2019 ASHS Annual Conference
Mapping of Resistance to Downy Mildew Race 16 in Spinach Cultivar ‘Whale’
Mapping of Resistance to Downy Mildew Race 16 in Spinach Cultivar ‘Whale’
Thursday, July 25, 2019
Cohiba 5-11 (Tropicana Las Vegas)
Downy mildew, caused by the oomycete Peronospora effusa [=P. farinosa f. sp. spinaciae] is the most devastating disease in spinach. Utilizing host genetic resistance is the most effective disease management method particularly for organic production. Identification of new resistant sources and understanding the genetic basis of disease resistance mechanism is crucial to sustain the spinach industry in the United States. The Pfs shows race specificities to the resistant host and 17 races have been reported in spinach. Over 10 new Pfs races were identified in the last two decades and the new races overcome the resistance genes deployed in the released resistant cultivars. Rapid emergence of new races and subsequent breakdown of resistant genes demands search for new resistance sources, developing linked marker, and incorporating the resistant loci into elite cultivars. To identify the molecular markers linked to resistance against Pfs16, we investigate spinach F2 population generated from a cross of Whale x Lazio. Whale is resistant to Pfs16 while Lazio is susceptible.
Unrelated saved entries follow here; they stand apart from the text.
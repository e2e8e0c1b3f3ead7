//! Property-based tests for version stamping and conditions.

mod common;

use common::{book, fetching, make_books, stored_version};
use optilock::{ConditionBuilder, NAME_PLACEHOLDER, OptimisticLockingConfig, VALUE_PLACEHOLDER};
use optilock_store::Condition;
use optilock_types::{Attributes, Version};
use proptest::prelude::*;
use serde_json::json;

// ===================================================================
// Stamping
// ===================================================================

proptest! {
    #![proptest_config(ProptestConfig::with_cases(32))]

    #[test]
    fn sequential_writes_are_dense(writes in 1u64..20) {
        let (backend, books) = make_books(OptimisticLockingConfig::default());
        let mut entity = book("a");
        tokio_test::block_on(async {
            for _ in 0..writes {
                books.put(&mut entity).await.unwrap();
            }
        });
        prop_assert_eq!(books.get_version(&entity), Some(Version::new(writes)));
        let stored = tokio_test::block_on(stored_version(&backend, "a"));
        prop_assert_eq!(stored, Some(Version::new(writes)));
    }

    #[test]
    fn any_stale_copy_conflicts(writes in 2u64..12, behind in 1u64..12) {
        let behind = behind.min(writes);
        let (backend, books) = make_books(fetching());
        let mut entity = book("a");
        let mut stale = None;
        let err = tokio_test::block_on(async {
            for i in 0..writes {
                if i == writes - behind {
                    stale = Some(entity.clone());
                }
                books.put(&mut entity).await.unwrap();
            }
            let mut stale = stale.take().unwrap();
            books.put(&mut stale).await.unwrap_err()
        });
        prop_assert!(err.is_conflict());
        prop_assert_eq!(
            books.get_version(err.stored_entity().unwrap()),
            Some(Version::new(writes))
        );
        let stored = tokio_test::block_on(stored_version(&backend, "a"));
        prop_assert_eq!(stored, Some(Version::new(writes)));
    }
}

// ===================================================================
// Conditions
// ===================================================================

proptest! {
    #[test]
    fn version_condition_admits_only_older(stored in proptest::option::of(0u64..1000), next in 1u64..1000) {
        let condition = ConditionBuilder::new("__version").version_condition(Version::new(next), None);
        let item: Attributes = match stored {
            Some(v) => json!({"author": "a", "__version": v}),
            None => json!({"author": "a"}),
        }
        .as_object()
        .cloned()
        .unwrap();
        let expected = stored.is_none_or(|v| v < next);
        prop_assert_eq!(condition.evaluate(Some(&item)).unwrap(), expected);
    }

    #[test]
    fn placeholders_never_collide(taken in proptest::collection::btree_set(0u32..6, 0..6)) {
        let mut caller = Condition::attribute_exists("title");
        for suffix in &taken {
            let suffix = if *suffix == 0 { String::new() } else { suffix.to_string() };
            caller = caller
                .with_name(format!("{NAME_PLACEHOLDER}{suffix}"), "title")
                .with_value(format!("{VALUE_PLACEHOLDER}{suffix}"), "x");
        }
        let builder = ConditionBuilder::new("__version");
        let (name, value) = builder.placeholders(Some(&caller));
        prop_assert!(!caller.uses_name(&name));
        prop_assert!(!caller.uses_value(&value));

        let merged = builder.merge(Some(caller), Version::new(1)).unwrap();
        prop_assert_eq!(merged.names()[&name].as_str(), "__version");
    }
}
//! Accessors for the hidden version slot.

use crate::error::{LockError, LockResult};
use optilock_model::Entity;
use optilock_types::{FieldHandle, Version};

/// Reads and writes the version slot owned by one locking instance.
///
/// No validation is done: a version set here is simply the base of the next
/// write attempt.
#[derive(Debug, Clone, Copy, PartialEq, Eq)]
pub struct VersionStore {
    field: FieldHandle,
}

impl VersionStore {
    pub fn new(field: FieldHandle) -> Self {
        Self { field }
    }

    pub fn field(&self) -> FieldHandle {
        self.field
    }

    /// The in-memory version, if one was ever set.
    pub fn get(&self, entity: &Entity) -> Option<Version> {
        entity.hidden_version(self.field)
    }

    /// The in-memory version, [`Version::ZERO`] if unset.
    pub fn current(&self, entity: &Entity) -> Version {
        self.get(entity).unwrap_or(Version::ZERO)
    }

    pub fn set(&self, entity: &mut Entity, version: Version) {
        entity.set_hidden_version(self.field, version);
    }

    /// The version the entity's next write would carry.
    pub fn next(&self, entity: &Entity) -> LockResult<Version> {
        let current = self.current(entity);
        current
            .checked_next()
            .ok_or(LockError::VersionOverflow(current))
    }

    /// Bumps the in-memory version and returns the new value.
    ///
    /// The bump is not undone if the write fails. At `u64::MAX` the entity is
    /// left unchanged and [`LockError::VersionOverflow`] is returned.
    pub fn stamp(&self, entity: &mut Entity) -> LockResult<Version> {
        let next = self.next(entity)?;
        self.set(entity, next);
        Ok(next)
    }
}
Seedling progenies were inoculated with Pfs16 in the growth-dew chamber facility and were scored for disease response. The downy mildew disease response fits a 3:1 segregation ratio (P = 0.7) implying dominant allele governing the resistance mechanism. DNA from parents and all progeny were submitted for genotyping by sequencing (GBS). Single nucleotide polymorphism (SNP) markers identified from GBS will be used to construct a genetic map and map the resistance locus. Tightly linked SNP markers and the flanking sequences identified following the mapping effort will be used to screen for candidate genes involved in disease resistance. The newly identified markers linked to the resistant allele can be used in marker-assisted selection and pyramiding of multiple resistance genes.